### WORK TO BE COMPLETED
Read each of the lines below and tally those with "const"; the tally is the whole answer.

[Start of section]

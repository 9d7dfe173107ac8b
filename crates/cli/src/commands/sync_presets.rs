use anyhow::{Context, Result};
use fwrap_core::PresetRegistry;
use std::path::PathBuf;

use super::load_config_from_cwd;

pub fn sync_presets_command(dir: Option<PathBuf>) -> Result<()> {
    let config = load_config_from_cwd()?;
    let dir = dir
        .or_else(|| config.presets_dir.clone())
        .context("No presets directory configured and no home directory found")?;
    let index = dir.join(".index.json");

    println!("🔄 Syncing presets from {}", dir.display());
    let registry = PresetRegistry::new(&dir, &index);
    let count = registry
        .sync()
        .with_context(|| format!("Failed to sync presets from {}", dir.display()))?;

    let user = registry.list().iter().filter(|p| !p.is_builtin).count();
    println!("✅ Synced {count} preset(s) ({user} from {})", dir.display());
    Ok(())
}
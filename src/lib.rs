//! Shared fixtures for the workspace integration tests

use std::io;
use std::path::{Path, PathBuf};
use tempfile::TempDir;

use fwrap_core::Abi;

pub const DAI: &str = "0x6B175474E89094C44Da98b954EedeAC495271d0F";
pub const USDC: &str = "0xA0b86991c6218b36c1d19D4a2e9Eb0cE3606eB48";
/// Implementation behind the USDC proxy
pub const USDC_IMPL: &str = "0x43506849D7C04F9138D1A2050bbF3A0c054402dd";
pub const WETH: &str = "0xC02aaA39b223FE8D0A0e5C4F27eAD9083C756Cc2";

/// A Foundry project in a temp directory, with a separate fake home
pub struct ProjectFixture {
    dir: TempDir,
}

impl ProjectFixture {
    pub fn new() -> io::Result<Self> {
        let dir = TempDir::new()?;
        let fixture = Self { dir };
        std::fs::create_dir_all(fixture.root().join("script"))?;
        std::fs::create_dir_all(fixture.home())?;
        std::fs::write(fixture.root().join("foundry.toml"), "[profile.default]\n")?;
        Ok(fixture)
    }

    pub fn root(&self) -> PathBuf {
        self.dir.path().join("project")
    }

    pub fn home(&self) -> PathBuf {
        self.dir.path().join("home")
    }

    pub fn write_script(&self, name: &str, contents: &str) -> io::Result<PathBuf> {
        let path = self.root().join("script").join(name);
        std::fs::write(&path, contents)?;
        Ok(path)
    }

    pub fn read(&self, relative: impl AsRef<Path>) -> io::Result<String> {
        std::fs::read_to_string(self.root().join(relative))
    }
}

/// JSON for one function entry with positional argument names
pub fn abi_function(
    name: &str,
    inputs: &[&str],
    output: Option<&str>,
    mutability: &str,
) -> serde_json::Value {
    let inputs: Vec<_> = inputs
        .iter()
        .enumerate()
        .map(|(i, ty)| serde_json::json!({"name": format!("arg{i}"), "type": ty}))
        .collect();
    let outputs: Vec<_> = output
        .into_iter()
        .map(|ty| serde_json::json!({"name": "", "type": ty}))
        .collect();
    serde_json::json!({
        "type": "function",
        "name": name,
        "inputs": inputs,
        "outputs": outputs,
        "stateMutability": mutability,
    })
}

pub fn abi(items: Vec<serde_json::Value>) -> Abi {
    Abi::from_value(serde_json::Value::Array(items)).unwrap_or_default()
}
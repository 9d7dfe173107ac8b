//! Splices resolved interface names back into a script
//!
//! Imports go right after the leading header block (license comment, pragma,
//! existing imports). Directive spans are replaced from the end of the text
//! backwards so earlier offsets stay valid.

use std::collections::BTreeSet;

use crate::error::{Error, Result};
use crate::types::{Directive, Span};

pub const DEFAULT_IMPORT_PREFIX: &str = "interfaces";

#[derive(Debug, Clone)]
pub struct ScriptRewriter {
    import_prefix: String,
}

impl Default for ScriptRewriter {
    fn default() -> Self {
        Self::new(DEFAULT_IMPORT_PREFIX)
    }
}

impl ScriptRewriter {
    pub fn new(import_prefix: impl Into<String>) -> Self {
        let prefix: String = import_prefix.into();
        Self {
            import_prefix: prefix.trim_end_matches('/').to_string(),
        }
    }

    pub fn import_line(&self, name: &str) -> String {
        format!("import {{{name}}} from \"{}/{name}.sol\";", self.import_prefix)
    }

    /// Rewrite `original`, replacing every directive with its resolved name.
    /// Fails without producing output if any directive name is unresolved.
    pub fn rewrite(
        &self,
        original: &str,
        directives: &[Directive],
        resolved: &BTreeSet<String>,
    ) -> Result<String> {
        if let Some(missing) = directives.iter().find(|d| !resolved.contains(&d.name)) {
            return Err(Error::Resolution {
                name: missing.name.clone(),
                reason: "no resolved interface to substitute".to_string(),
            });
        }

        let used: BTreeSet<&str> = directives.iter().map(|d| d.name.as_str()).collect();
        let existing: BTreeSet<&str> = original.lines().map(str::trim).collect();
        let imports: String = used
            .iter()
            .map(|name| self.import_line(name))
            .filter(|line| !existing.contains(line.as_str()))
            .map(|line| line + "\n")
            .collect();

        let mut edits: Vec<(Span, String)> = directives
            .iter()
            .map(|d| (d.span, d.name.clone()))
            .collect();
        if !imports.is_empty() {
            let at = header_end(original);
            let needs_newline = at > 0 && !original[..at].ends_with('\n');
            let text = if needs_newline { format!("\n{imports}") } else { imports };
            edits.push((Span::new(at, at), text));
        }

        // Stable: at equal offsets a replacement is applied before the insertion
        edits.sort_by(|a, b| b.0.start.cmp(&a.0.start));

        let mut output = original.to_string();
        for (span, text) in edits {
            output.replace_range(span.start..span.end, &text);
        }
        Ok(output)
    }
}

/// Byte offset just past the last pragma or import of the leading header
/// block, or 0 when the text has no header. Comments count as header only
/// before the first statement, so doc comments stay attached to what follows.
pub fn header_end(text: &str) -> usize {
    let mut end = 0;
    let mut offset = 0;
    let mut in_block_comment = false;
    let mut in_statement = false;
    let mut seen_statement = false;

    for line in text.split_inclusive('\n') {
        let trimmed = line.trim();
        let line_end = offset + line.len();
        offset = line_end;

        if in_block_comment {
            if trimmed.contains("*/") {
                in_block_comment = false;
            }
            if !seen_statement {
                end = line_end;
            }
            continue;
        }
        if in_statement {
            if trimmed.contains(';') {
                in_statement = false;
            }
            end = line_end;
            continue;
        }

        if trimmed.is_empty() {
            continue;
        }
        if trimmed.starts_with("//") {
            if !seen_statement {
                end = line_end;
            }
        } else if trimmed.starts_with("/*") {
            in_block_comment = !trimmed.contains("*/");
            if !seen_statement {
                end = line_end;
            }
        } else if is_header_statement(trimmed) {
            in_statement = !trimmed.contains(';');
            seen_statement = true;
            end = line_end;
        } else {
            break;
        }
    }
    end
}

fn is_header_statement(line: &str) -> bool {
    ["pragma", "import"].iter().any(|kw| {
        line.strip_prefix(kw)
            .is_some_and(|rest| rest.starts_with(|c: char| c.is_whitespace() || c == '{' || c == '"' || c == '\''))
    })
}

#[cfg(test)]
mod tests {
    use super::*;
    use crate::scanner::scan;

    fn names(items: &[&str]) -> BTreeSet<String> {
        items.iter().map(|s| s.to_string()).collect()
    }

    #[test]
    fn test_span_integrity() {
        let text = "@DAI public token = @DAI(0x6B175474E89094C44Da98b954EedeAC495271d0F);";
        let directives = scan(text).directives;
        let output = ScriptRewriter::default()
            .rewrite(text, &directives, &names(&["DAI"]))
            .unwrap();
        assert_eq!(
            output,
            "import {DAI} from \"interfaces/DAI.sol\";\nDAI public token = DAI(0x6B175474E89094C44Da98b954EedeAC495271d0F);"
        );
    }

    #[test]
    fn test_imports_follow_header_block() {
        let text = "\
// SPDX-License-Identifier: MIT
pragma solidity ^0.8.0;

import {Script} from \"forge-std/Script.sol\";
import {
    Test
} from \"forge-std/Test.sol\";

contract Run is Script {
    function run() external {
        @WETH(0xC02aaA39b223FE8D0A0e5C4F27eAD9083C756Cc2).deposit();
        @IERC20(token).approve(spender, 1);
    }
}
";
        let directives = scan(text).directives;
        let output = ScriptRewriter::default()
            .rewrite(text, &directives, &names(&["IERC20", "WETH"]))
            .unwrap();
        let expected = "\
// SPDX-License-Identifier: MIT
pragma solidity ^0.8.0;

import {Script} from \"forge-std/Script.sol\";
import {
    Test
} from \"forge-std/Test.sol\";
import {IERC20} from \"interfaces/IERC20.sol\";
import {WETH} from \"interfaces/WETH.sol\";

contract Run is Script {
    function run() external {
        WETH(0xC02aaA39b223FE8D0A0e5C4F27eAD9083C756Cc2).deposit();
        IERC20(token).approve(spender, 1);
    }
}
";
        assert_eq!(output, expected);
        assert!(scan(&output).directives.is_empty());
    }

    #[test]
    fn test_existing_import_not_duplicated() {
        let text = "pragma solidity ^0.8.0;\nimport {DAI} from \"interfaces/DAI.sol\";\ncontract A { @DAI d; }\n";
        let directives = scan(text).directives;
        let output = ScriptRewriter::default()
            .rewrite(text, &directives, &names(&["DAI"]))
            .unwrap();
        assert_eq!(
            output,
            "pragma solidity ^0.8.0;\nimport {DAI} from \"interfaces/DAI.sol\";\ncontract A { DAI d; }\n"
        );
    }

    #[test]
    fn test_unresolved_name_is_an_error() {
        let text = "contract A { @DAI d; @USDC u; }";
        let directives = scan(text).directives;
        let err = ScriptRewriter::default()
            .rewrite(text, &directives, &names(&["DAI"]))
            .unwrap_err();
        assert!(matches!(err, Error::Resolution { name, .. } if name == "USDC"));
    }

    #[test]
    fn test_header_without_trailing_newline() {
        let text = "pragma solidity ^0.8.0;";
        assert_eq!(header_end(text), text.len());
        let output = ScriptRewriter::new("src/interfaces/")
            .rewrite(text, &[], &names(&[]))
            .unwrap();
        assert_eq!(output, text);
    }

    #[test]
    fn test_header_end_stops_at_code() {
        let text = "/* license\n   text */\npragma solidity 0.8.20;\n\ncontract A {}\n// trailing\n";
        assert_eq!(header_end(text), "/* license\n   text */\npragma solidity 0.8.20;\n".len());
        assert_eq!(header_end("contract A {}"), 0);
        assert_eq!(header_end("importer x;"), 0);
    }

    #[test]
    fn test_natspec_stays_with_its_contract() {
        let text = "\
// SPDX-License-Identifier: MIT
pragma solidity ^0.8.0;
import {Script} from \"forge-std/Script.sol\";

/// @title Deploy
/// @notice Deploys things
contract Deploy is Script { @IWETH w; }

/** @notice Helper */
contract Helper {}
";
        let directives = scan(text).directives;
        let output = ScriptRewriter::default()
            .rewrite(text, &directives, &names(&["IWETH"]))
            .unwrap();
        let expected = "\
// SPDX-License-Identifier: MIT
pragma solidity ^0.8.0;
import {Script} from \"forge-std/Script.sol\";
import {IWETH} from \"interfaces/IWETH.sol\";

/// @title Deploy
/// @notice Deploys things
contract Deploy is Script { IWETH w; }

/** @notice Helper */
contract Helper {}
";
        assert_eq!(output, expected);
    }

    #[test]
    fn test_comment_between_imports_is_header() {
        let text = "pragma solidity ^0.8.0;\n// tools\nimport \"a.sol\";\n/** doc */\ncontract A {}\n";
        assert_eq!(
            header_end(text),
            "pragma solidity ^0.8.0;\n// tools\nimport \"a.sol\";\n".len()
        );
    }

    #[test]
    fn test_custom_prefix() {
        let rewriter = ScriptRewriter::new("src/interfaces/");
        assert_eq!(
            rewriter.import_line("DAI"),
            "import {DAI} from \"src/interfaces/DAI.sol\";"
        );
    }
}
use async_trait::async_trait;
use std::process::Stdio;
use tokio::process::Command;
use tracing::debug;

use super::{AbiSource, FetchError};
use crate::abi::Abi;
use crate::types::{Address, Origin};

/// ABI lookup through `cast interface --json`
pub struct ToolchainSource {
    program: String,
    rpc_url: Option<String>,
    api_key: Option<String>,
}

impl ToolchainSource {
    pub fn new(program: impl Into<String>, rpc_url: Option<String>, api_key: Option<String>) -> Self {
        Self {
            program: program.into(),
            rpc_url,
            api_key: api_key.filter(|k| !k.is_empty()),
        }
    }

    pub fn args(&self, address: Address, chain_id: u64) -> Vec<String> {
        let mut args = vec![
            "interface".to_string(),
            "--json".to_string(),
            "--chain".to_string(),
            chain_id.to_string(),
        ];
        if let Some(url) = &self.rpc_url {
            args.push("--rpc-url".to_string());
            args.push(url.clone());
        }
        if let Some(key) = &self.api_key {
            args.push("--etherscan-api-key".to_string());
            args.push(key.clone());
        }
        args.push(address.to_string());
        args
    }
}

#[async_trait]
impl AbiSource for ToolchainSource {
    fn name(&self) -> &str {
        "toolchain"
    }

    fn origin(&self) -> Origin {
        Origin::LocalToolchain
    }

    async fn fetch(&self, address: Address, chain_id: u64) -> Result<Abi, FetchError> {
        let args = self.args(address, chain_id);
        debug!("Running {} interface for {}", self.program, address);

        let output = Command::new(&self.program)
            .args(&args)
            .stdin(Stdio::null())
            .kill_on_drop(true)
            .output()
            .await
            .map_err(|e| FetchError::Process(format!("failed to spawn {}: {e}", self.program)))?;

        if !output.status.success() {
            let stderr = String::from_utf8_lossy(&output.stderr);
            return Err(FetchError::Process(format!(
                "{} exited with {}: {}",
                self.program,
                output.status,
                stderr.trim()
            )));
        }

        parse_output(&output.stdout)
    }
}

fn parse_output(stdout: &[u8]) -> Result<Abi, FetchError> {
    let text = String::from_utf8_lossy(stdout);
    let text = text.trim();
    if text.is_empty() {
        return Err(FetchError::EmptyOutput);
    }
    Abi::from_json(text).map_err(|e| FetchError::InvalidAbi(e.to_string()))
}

[End of section]

### SOLUTION FOR THIS PROBLEM
5